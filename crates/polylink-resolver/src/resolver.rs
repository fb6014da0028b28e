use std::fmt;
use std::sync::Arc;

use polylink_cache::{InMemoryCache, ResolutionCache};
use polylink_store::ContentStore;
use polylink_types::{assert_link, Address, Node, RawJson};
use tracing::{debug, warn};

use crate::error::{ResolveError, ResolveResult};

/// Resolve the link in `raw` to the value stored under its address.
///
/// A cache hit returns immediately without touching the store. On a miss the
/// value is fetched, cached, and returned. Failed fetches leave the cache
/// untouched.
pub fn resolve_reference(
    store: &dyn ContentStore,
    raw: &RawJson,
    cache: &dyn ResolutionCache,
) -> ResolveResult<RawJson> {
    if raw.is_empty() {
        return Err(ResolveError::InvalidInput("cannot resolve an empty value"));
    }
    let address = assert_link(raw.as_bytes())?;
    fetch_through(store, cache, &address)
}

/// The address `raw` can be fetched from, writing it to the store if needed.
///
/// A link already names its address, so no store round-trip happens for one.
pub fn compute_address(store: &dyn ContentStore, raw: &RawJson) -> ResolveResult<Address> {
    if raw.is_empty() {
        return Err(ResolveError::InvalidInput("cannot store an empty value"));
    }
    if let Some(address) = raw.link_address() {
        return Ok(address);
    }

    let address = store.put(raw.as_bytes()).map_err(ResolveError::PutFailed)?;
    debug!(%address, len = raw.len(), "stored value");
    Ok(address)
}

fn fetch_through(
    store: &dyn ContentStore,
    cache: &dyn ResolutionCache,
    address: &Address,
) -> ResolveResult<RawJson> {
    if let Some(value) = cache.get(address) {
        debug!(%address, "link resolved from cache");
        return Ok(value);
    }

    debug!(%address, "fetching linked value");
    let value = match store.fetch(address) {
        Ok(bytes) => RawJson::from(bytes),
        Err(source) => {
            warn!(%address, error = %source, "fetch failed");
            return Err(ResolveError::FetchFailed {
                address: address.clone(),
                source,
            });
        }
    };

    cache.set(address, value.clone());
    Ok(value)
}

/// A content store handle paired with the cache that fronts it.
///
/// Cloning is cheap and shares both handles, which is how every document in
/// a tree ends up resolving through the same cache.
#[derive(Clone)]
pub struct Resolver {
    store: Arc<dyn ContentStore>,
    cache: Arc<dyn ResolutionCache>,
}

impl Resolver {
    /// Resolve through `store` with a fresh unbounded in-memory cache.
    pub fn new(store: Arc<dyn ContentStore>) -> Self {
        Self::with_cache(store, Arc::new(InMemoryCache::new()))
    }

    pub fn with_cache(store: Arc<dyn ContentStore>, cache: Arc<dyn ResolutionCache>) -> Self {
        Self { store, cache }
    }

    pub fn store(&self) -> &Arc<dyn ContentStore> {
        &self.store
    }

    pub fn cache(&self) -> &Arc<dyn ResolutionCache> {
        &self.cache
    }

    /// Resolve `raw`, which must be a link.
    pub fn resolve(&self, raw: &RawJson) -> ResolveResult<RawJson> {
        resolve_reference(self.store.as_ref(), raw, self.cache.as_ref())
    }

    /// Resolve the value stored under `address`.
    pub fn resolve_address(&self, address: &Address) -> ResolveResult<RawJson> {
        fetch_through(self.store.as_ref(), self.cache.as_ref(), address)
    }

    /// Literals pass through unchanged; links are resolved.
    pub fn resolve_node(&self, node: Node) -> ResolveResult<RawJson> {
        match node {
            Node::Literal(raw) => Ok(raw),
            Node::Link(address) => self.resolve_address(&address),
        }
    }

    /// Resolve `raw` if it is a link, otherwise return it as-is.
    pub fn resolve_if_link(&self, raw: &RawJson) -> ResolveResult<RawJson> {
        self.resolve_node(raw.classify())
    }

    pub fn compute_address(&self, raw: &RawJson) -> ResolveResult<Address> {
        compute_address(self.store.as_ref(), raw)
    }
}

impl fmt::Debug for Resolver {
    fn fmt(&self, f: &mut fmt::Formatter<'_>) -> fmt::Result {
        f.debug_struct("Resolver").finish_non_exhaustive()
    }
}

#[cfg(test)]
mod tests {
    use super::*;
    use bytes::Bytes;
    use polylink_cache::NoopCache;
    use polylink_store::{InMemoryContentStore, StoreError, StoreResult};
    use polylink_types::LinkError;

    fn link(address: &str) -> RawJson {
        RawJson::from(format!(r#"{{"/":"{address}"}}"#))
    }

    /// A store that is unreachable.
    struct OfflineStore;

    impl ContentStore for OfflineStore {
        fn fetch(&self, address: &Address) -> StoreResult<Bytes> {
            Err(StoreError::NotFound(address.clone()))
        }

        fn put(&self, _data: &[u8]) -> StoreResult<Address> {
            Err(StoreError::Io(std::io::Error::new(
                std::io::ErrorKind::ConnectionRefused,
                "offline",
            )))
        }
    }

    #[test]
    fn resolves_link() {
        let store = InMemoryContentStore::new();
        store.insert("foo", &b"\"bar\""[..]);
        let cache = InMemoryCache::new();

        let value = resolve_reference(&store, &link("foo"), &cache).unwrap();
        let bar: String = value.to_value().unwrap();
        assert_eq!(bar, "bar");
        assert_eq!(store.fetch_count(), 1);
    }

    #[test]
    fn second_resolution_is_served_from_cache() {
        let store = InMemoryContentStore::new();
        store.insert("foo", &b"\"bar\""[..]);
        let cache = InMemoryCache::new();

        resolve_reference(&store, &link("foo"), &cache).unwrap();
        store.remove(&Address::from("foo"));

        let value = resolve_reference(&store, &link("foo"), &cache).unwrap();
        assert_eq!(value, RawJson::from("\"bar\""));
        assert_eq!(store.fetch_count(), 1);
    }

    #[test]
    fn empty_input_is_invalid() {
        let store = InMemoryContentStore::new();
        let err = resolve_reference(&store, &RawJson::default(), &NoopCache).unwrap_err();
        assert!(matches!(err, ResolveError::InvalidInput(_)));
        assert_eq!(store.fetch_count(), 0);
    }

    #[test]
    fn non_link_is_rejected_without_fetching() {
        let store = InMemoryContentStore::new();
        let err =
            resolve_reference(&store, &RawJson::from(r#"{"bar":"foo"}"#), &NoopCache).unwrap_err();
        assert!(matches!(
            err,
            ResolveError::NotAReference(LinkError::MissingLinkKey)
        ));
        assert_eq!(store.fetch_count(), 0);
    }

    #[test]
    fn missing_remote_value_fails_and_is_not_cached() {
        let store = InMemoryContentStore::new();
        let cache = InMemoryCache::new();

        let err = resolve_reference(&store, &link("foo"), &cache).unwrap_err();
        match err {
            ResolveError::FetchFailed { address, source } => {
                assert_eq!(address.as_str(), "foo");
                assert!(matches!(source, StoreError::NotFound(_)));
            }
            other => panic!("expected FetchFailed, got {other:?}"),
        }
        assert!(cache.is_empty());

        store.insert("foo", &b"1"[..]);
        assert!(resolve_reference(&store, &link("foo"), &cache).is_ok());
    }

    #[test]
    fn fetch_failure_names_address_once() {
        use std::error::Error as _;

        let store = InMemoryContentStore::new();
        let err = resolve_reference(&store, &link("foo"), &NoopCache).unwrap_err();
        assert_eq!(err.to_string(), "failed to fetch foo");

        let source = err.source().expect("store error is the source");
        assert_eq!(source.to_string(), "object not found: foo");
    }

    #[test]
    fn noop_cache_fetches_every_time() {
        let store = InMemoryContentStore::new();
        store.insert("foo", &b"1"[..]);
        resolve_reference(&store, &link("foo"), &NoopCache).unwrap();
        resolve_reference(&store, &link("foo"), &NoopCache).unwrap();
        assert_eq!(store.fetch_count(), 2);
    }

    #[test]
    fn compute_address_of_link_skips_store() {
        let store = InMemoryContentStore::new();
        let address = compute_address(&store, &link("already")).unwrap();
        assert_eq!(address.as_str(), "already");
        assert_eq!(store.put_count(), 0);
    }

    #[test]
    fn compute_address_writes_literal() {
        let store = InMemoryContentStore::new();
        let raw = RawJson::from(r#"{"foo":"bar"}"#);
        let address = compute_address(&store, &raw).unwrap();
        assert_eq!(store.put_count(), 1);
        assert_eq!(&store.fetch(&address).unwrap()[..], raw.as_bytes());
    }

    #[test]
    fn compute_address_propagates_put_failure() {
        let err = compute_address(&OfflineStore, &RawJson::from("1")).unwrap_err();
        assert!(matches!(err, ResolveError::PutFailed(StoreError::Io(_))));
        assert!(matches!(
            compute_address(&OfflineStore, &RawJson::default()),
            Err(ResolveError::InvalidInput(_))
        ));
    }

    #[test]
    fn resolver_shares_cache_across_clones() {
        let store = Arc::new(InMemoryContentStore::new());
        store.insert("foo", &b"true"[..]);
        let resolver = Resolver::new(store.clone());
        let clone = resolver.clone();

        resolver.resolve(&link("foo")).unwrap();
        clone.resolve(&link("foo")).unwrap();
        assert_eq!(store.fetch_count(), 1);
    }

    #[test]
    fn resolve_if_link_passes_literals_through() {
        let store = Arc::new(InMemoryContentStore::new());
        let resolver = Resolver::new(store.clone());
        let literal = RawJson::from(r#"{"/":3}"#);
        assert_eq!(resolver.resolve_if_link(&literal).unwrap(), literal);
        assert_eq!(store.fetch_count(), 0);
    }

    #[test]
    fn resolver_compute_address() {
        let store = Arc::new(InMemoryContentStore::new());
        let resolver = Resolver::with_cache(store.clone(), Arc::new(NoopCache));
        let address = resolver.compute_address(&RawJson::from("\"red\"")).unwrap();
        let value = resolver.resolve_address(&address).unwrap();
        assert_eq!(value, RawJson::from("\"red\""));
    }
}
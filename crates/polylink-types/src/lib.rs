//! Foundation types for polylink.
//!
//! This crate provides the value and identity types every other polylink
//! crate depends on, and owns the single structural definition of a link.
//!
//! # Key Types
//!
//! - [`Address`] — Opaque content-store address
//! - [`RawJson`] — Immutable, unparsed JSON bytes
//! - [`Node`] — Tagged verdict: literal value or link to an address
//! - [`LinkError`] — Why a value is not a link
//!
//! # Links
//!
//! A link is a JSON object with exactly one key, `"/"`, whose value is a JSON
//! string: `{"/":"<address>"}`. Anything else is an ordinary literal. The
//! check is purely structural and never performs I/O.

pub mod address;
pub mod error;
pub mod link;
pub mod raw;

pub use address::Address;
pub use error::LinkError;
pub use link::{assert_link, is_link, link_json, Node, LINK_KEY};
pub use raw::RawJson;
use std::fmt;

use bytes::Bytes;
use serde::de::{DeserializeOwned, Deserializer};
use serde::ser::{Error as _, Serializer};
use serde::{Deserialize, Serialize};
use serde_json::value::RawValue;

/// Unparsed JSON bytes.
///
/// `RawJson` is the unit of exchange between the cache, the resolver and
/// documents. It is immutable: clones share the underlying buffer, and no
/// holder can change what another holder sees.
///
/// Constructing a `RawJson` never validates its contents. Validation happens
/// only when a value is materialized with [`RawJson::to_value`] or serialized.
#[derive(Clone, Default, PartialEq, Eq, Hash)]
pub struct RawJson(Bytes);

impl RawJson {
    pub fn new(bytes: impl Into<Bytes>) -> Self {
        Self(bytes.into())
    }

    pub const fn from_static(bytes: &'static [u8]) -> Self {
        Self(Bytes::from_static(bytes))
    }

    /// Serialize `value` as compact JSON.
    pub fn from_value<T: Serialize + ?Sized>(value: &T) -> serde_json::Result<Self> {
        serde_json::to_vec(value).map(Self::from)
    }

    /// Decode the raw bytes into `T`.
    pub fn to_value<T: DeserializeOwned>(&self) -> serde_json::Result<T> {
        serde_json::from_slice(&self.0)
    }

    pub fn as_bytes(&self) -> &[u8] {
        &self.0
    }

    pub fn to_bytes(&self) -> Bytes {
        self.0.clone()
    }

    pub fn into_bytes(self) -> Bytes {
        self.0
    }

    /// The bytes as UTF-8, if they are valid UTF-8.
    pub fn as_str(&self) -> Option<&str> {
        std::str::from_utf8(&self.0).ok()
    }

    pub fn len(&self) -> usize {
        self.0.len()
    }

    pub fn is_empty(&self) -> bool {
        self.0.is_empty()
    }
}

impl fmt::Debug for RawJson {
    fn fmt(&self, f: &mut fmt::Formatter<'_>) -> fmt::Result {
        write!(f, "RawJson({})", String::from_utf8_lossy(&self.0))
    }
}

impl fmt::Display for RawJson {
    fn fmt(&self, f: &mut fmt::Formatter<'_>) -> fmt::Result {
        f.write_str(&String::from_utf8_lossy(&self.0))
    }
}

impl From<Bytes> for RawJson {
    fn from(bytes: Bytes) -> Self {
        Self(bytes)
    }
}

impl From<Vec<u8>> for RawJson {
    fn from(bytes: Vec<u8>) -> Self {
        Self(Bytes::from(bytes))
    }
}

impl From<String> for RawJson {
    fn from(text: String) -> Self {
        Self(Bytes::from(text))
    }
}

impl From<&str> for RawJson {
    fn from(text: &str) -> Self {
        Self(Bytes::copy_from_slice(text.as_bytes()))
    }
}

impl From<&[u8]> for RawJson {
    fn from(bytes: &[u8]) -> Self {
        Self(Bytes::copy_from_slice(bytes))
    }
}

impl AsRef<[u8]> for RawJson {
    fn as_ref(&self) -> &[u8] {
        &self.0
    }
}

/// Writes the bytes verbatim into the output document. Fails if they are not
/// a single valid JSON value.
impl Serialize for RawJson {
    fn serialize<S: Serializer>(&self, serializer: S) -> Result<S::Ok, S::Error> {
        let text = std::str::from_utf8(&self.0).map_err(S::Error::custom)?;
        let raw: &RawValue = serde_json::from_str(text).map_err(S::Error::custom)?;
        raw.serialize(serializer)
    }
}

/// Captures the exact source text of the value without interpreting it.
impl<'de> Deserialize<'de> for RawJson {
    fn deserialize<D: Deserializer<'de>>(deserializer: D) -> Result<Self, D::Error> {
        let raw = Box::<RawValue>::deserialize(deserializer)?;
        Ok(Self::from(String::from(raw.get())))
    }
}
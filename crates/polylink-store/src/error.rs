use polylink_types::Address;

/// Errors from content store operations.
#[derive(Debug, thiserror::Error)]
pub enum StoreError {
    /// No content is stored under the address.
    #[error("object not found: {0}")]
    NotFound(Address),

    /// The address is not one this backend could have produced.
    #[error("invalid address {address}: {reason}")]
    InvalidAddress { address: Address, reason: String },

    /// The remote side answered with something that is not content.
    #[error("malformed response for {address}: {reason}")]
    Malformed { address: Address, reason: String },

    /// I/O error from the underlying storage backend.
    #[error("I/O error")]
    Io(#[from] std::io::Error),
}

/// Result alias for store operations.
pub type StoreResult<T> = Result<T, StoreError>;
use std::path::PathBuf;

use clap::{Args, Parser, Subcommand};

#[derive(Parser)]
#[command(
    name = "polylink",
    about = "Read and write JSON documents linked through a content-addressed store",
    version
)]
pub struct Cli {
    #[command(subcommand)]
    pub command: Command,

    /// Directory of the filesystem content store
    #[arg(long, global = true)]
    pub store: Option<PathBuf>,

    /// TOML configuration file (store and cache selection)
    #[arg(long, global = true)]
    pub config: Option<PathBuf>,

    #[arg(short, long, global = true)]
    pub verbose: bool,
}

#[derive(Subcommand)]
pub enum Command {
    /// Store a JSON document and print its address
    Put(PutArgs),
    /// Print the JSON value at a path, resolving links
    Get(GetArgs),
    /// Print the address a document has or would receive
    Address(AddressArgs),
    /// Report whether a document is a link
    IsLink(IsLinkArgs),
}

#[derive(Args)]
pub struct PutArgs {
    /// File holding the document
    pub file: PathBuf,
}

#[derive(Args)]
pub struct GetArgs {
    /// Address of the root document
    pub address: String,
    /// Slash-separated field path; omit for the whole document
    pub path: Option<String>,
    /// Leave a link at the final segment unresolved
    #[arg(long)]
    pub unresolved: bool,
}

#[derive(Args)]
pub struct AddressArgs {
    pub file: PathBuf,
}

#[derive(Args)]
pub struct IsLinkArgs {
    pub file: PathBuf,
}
_ _ _ _ _ _ _
● **WORK REQUIRED**: Check each line of the material above for the string "documents". Please count those that have it and reply with the number only.

● **RESULT OF THIS TASK**: 2